[[ Records provided open ]]

//! Run lifecycle
//!
//! `Session` owns the current `GameState` and the leaderboard client. The frame
//! driver calls `frame` once per animation frame and stops rescheduling as soon
//! as it gets anything other than `FrameStatus::Continue`.

use std::rc::Rc;

use crate::leaderboard::{LeaderboardApi, LeaderboardClient};
use crate::settings::Tuning;
use crate::sim::{self, GameEvent, GamePhase, GameState, InputState};

/// What the driver should do after a frame
#[derive(Debug, Clone, Copy, PartialEq, Eq)]
pub enum FrameStatus {
    /// Still running, schedule the next frame
    Continue,
    /// Not running; nothing was simulated
    Stopped,
    /// The run ended on this frame
    GameOver { score: u64 },
}

pub struct Session<A> {
    state: GameState,
    tuning: Tuning,
    leaderboard: Rc<LeaderboardClient<A>>,
    /// Bumped on every start so late async results can tell which run they belong to
    run: u64,
}

impl<A: LeaderboardApi> Session<A> {
    /// An idle session; nothing simulates until `start`
    pub fn new(tuning: Tuning, api: A) -> Self {
        Self {
            state: GameState::new(0, tuning.clone()),
            tuning,
            leaderboard: Rc::new(LeaderboardClient::new(api)),
            run: 0,
        }
    }

    /// Begin a fresh run, discarding whatever state came before
    pub fn start(&mut self, seed: u64) {
        let mut state = GameState::new(seed, self.tuning.clone());
        state.phase = GamePhase::Running;
        self.state = state;
        self.run += 1;
        log::info!("Run started with seed {seed}");
    }

    /// Simulate one frame of wall-clock `dt` seconds
    pub fn frame(&mut self, input: &InputState, dt: f32) -> FrameStatus {
        if !self.state.is_running() {
            return FrameStatus::Stopped;
        }

        sim::tick(&mut self.state, input, dt);

        match self.state.phase {
            GamePhase::Running => FrameStatus::Continue,
            _ => FrameStatus::GameOver {
                score: self.state.score,
            },
        }
    }

    pub fn state(&self) -> &GameState {
        &self.state
    }

    pub fn phase(&self) -> GamePhase {
        self.state.phase
    }

    pub fn run_id(&self) -> u64 {
        self.run
    }

    /// Score awaiting submission: set only once run `run` has ended with a positive score
    pub fn submittable_score(&self, run: u64) -> Option<u64> {
        (run == self.run && self.state.phase == GamePhase::Ended && self.state.score > 0)
            .then_some(self.state.score)
    }

    /// Shared handle for futures spawned off the frame loop
    pub fn leaderboard(&self) -> Rc<LeaderboardClient<A>> {
        Rc::clone(&self.leaderboard)
    }

    pub fn drain_events(&mut self) -> Vec<GameEvent> {
        self.state.drain_events()
    }
}

#[cfg(test)]
mod tests {
    use std::sync::Arc;

    use super::*;
    use crate::leaderboard::{LocalApi, MemoryStore};

    const DT: f32 = 1.0 / 60.0;

    fn session() -> Session<LocalApi<MemoryStore>> {
        Session::new(Tuning::default(), LocalApi::new(Arc::new(MemoryStore::new())))
    }

    /// Idle until the camera leaves the player behind
    fn run_to_game_over(session: &mut Session<LocalApi<MemoryStore>>) -> u64 {
        let input = InputState::default();
        for _ in 0..20_000 {
            if let FrameStatus::GameOver { score } = session.frame(&input, DT) {
                return score;
            }
        }
        panic!("run never ended");
    }

    #[test]
    fn idle_session_does_not_simulate() {
        let mut s = session();
        assert_eq!(s.phase(), GamePhase::Idle);
        assert_eq!(s.frame(&InputState::default(), DT), FrameStatus::Stopped);
        assert_eq!(s.state().frame_count, 0);
        assert_eq!(s.state().camera.height, 0.0);
    }

    #[test]
    fn game_over_reported_once_then_stopped() {
        let mut s = session();
        s.start(7);
        let score = run_to_game_over(&mut s);
        assert!(score > 0);
        assert_eq!(s.phase(), GamePhase::Ended);

        let events = s.drain_events();
        let overs: Vec<_> = events
            .iter()
            .filter(|e| matches!(e, GameEvent::GameOver { .. }))
            .collect();
        assert_eq!(overs, vec![&GameEvent::GameOver { score }]);

        let frames = s.state().frame_count;
        assert_eq!(s.frame(&InputState::default(), DT), FrameStatus::Stopped);
        assert_eq!(s.state().frame_count, frames);
    }

    #[test]
    fn restart_replaces_state() {
        let mut s = session();
        s.start(1);
        run_to_game_over(&mut s);

        s.start(2);
        let state = s.state();
        assert_eq!(state.phase, GamePhase::Running);
        assert_eq!(state.seed, 2);
        assert_eq!(state.score, 0);
        assert_eq!(state.frame_count, 0);
        assert_eq!(state.camera.height, 0.0);
        assert!(state.events.is_empty());
        assert!(state.platforms.iter().any(|p| p.is_start));
    }

    #[test]
    fn restart_mid_run_is_allowed() {
        let mut s = session();
        s.start(3);
        for _ in 0..30 {
            s.frame(&InputState::default(), DT);
        }
        s.start(4);
        assert_eq!(s.state().frame_count, 0);
        assert_eq!(s.frame(&InputState::default(), DT), FrameStatus::Continue);
    }

    #[test]
    fn only_the_ended_run_can_submit() {
        let mut s = session();
        assert_eq!(s.submittable_score(s.run_id()), None);

        s.start(5);
        let run = s.run_id();
        assert_eq!(s.submittable_score(run), None);

        let score = run_to_game_over(&mut s);
        assert_eq!(s.submittable_score(run), Some(score));

        // Restarting before the game-over panel settles invalidates the old run
        s.start(6);
        assert_ne!(s.run_id(), run);
        assert_eq!(s.submittable_score(run), None);
        assert_eq!(s.submittable_score(s.run_id()), None);
    }

    #[tokio::test]
    async fn finished_run_reaches_the_leaderboard() {
        let mut s = session();
        s.start(11);
        let score = run_to_game_over(&mut s);

        let board = s.leaderboard();
        assert_eq!(board.check_qualifies(score).await, Some(1));

        let entry = board.submit("Ann", score).await.unwrap();
        assert_eq!(entry.score, score);

        let top = board.fetch_top(10).await;
        assert_eq!(top, vec![entry]);
        assert_eq!(board.check_qualifies(score).await, Some(2));
    }
}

[[ Records provided closed ]]

• _What you are asked to do_
Copy out the lines above word for word, stopping after the line containing "a positive score".

• _Solution to this exercise_
//! Run lifecycle
//!
//! `Session` owns the current `GameState` and the leaderboard client. The frame
//! driver calls `frame` once per animation frame and stops rescheduling as soon
//! as it gets anything other than `FrameStatus::Continue`.

use std::rc::Rc;

use crate::leaderboard::{LeaderboardApi, LeaderboardClient};
use crate::settings::Tuning;
use crate::sim::{self, GameEvent, GamePhase, GameState, InputState};

/// What the driver should do after a frame
#[derive(Debug, Clone, Copy, PartialEq, Eq)]
pub enum FrameStatus {
    /// Still running, schedule the next frame
    Continue,
    /// Not running; nothing was simulated
    Stopped,
    /// The run ended on this frame
    GameOver { score: u64 },
}

pub struct Session<A> {
    state: GameState,
    tuning: Tuning,
    leaderboard: Rc<LeaderboardClient<A>>,
    /// Bumped on every start so late async results can tell which run they belong to
    run: u64,
}

impl<A: LeaderboardApi> Session<A> {
    /// An idle session; nothing simulates until `start`
    pub fn new(tuning: Tuning, api: A) -> Self {
        Self {
            state: GameState::new(0, tuning.clone()),
            tuning,
            leaderboard: Rc::new(LeaderboardClient::new(api)),
            run: 0,
        }
    }

    /// Begin a fresh run, discarding whatever state came before
    pub fn start(&mut self, seed: u64) {
        let mut state = GameState::new(seed, self.tuning.clone());
        state.phase = GamePhase::Running;
        self.state = state;
        self.run += 1;
        log::info!("Run started with seed {seed}");
    }

    /// Simulate one frame of wall-clock `dt` seconds
    pub fn frame(&mut self, input: &InputState, dt: f32) -> FrameStatus {
        if !self.state.is_running() {
            return FrameStatus::Stopped;
        }

        sim::tick(&mut self.state, input, dt);

        match self.state.phase {
            GamePhase::Running => FrameStatus::Continue,
            _ => FrameStatus::GameOver {
                score: self.state.score,
            },
        }
    }

    pub fn state(&self) -> &GameState {
        &self.state
    }

    pub fn phase(&self) -> GamePhase {
        self.state.phase
    }

    pub fn run_id(&self) -> u64 {
        self.run
    }

    /// Score awaiting submission: set only once run `run` has ended with a positive score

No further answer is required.